The overall expected impact of the MOMI project is a contribution to new knowledge about maternal and newborn health, which will be used to generate evidence-based strategies, especially relevant to the primary health care approach to integrated services in the postpartum and to support continuity of care. In particular, new evidence will demonstrate the value of taking advantage of potential synergies between maternal and newborn health.

Focused postpartum services addressing maternal and newborn health is expected to result in:

1. Better access to community- and facility-based postpartum and newborn services.
2. Validation of the proposed strategy of developing context-specific solutions to the "know-do" gap.
3. Evidence to inform decisions about the optimal configuration and schedule of postpartum visits.
4.
Evidence of the effectiveness of a locally-adapted package of postpartum services.


Findings of the study will also impact future decisions about the optimal visit schedule of postpartum visits. Unlike with antenatal care, little evidence is currently available to inform decisions about the optimal timing and number of postpartum visits. Two or more postpartum visits have been suggested by WHO, depending on whether maternal complications are present. A more detailed understanding of the optimal schedule and setting for postpartum visits which will result from this study will inform such considerations.

This study will provide new evidence about the effectiveness and safety of interventions such as community-level distribution of misoprostol and antibiotics, among other interventions. This will impact on future decisions at a global level about the inclusion of such interventions in a package of postpartum care.

Beside obstetric emergencies such as haemorrhage and sepsis, are underlying maternal morbidities placing women at risk by for severe illness or making them less resilient when such illnesses occur. New evidence about how best to address these more routine - but no less important - conditions will also constitute an important study impact.

Information is also needed on the optimal means of delivering family planning counselling and contraception in the postnatal period. Contraception undoubtedly impacts on child survival. For example, research in the Matlab district in Bangladesh showed that longer intervals between two pregnancies could significantly reduce infant and child mortality rates. Apart from these benefits, increased access to family planning services and birth spacing can contribute substantially to the achievement of a number of Millennium Development Goals including: reduction of poverty and hunger, women's empowerment, and long-term environmental sustainability. As with all impacts, it is important to consider the costs incurred and potential savings.

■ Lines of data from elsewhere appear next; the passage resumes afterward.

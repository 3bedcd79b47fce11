use crate::error::MuzzikError;
use crate::muzzik::audit;
use crate::muzzik::config::{MuzzikConfig, load_config};
use crate::muzzik::harvest::{ExportFileSource, MessageSource, harvest};
use crate::muzzik::paths::{MuzzikPaths, resolve_paths};
use crate::muzzik::reconcile::{
    Destination, ReconcileLimits, ReconcileOutcome, RetryPolicy, reconcile,
};
use crate::muzzik::state::{self, diff_new, record_and_enqueue};
use crate::muzzik::warn::{self, WarnEvent};
use crate::slack::history::SlackHistory;
use crate::youtube::playlist::YouTubePlaylists;
use anyhow::{Context, Result};
use fs2::FileExt;
use serde::Serialize;
use std::fs::{self, File, OpenOptions};
use std::io::Write;
use std::path::PathBuf;

#[derive(Debug, Clone, Default)]
pub struct SyncOptions {
    pub dry_run: bool,
    pub messages_file: Option<PathBuf>,
}

#[derive(Debug, Clone, Default, Serialize)]
pub struct SyncOutcome {
    pub state_file: String,
    pub source: String,
    pub messages: usize,
    pub candidates: usize,
    pub new_resources: usize,
    pub recorded: usize,
    pub enqueued: usize,
    pub already_published: usize,
    pub dry_run: bool,
    pub nothing_to_do: bool,
    pub would_publish: u64,
    pub backlog_remaining: usize,
    pub reconcile: Option<ReconcileOutcome>,
}

/// Exclusive advisory lock on the state file's directory, held for one run.
pub struct RunLock {
    file: File,
}

impl RunLock {
    pub fn acquire(paths: &MuzzikPaths) -> Result<Self> {
        let path = paths.lock_file();
        if let Some(parent) = path.parent() {
            fs::create_dir_all(parent)
                .with_context(|| format!("failed to create {}", parent.display()))?;
        }
        let mut file = OpenOptions::new()
            .create(true)
            .truncate(false)
            .read(true)
            .write(true)
            .open(&path)
            .with_context(|| format!("failed to open {}", path.display()))?;
        if file.try_lock_exclusive().is_err() {
            return Err(MuzzikError::Locked(path.display().to_string()).into());
        }
        file.set_len(0)?;
        writeln!(file, "{}", std::process::id())?;
        Ok(Self { file })
    }
}

impl Drop for RunLock {
    fn drop(&mut self) {
        let _ = FileExt::unlock(&self.file);
    }
}

pub fn limits_from(cfg: &MuzzikConfig) -> ReconcileLimits {
    ReconcileLimits {
        capacity: cfg.playlist.capacity,
        quota: cfg.playlist.daily_insert_cap,
        title_prefix: cfg.playlist.title_prefix.clone(),
        retry: RetryPolicy {
            max_attempts: cfg.retry.max_attempts,
            base_delay: cfg.retry.base_delay(),
        },
    }
}

fn publish_status(outcome: &ReconcileOutcome) -> &'static str {
    if outcome.aborted() {
        "aborted"
    } else if !outcome.rejected.is_empty() {
        "degraded"
    } else {
        "ok"
    }
}

/// One harvest-and-publish run. State is written after enqueueing (so the
/// harvest survives a failing destination) and again after the walk, whether
/// the walk finished, aborted on quota or failed. A failed walk still leaves
/// volumes it created and ids it published in the saved state.
pub fn run_cycle<F>(
    paths: &MuzzikPaths,
    cfg: &MuzzikConfig,
    source: &dyn MessageSource,
    dry_run: bool,
    connect: F,
) -> Result<SyncOutcome>
where
    F: FnOnce(&MuzzikConfig) -> Result<Box<dyn Destination>>,
{
    let mut out = SyncOutcome {
        state_file: paths.state_file.display().to_string(),
        source: source.describe(),
        dry_run,
        ..SyncOutcome::default()
    };

    let messages = source
        .fetch_all()
        .with_context(|| format!("failed to read messages from {}", out.source))?;
    let candidates = harvest(&messages);
    out.messages = messages.len();
    out.candidates = candidates.len();

    let mut state = state::load(&paths.state_file)?;
    let new_ones = diff_new(&candidates, &state.resources);
    out.new_resources = new_ones.len();
    audit::append_event(
        paths,
        "harvest",
        "ok",
        &format!(
            "source={} messages={} candidates={} new={}",
            out.source, out.messages, out.candidates, out.new_resources
        ),
    )?;

    if new_ones.is_empty() && state.backlog.is_empty() {
        state::save(&paths.state_file, &state)?;
        out.nothing_to_do = true;
        return Ok(out);
    }

    let enqueue = record_and_enqueue(&mut state, &new_ones);
    out.recorded = enqueue.recorded;
    out.enqueued = enqueue.enqueued;
    out.already_published = enqueue.already_published;
    state::save(&paths.state_file, &state)?;
    audit::append_event(
        paths,
        "enqueue",
        "ok",
        &format!(
            "recorded={} enqueued={} already_published={} backlog={}",
            enqueue.recorded,
            enqueue.enqueued,
            enqueue.already_published,
            state.backlog.len()
        ),
    )?;

    out.would_publish = (state.backlog.len() as u64).min(cfg.playlist.daily_insert_cap);
    out.backlog_remaining = state.backlog.len();
    if dry_run || state.backlog.is_empty() {
        return Ok(out);
    }

    let limits = limits_from(cfg);
    let mut dest = connect(cfg)?;
    let walked = reconcile(&mut state, &mut *dest, &limits);
    let outcome = match walked {
        Ok(outcome) => outcome,
        Err(err) => {
            if let Err(save_err) = state::save(&paths.state_file, &state) {
                warn::emit(WarnEvent {
                    stage: "publish",
                    action: "save",
                    retry: "next-run",
                    reason: "state not saved after publish failure",
                    err: &format!("{save_err:#}"),
                    ..WarnEvent::default()
                });
            }
            audit::append_event(
                paths,
                "publish",
                "failed",
                &format!("backlog={} error={err:#}", state.backlog.len()),
            )?;
            return Err(err);
        }
    };

    state::save(&paths.state_file, &state)?;
    audit::append_event(
        paths,
        "publish",
        publish_status(&outcome),
        &format!(
            "published={} already_remote={} rejected={} volumes_created={} remaining={} phase={}",
            outcome.published,
            outcome.already_remote.len(),
            outcome.rejected.len(),
            outcome.volumes_created.len(),
            outcome.remaining,
            outcome.final_phase().as_str()
        ),
    )?;
    out.backlog_remaining = state.backlog.len();
    out.reconcile = Some(outcome);
    Ok(out)
}

pub fn run_once(opts: &SyncOptions) -> Result<SyncOutcome> {
    let paths = resolve_paths()?;
    let cfg = load_config()?;
    let _lock = RunLock::acquire(&paths)?;

    let source: Box<dyn MessageSource> = match &opts.messages_file {
        Some(path) => Box::new(ExportFileSource { path: path.clone() }),
        None => Box::new(SlackHistory::from_env(&cfg.channel.name)?),
    };

    run_cycle(&paths, &cfg, &*source, opts.dry_run, |cfg| {
        let dest = YouTubePlaylists::connect(&cfg.playlist)?;
        Ok(Box::new(dest) as Box<dyn Destination>)
    })
}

The importance of the postpartum period is finally gaining prominence in programmes to prevent mother-to-child transmission of HIV, against a backdrop of complex controversies around provision of safe infant feeding in HIV-infected women. Recent findings (that giving antiretroviral drugs to breastfeeding infants reduces transmission through breast-milk) have led to increased global focus on the postpartum period in high HIV burden countries. Given the recent WHO recommendations about the services necessary to reduce HIV transmission through breastfeeding, it is likely that the policy importance and prominence of the postpartum period will increase across Africa as postpartum HIV services scale up. The MOMI project is thus timely in providing evidence to what newborn and maternal interventions are needed in the postpartum, which will complement and enhance the effects of postpartum antiretroviral drugs for breastfeeding infants.

Though much of the above could be considered self-evident, without specific projects demonstrating the impact of postpartum projects on maternal and newborn health, these apparently obvious concepts may remain unrecognized and peripheral, and missed opportunities to improve maternal and newborn care may continue to be overlooked.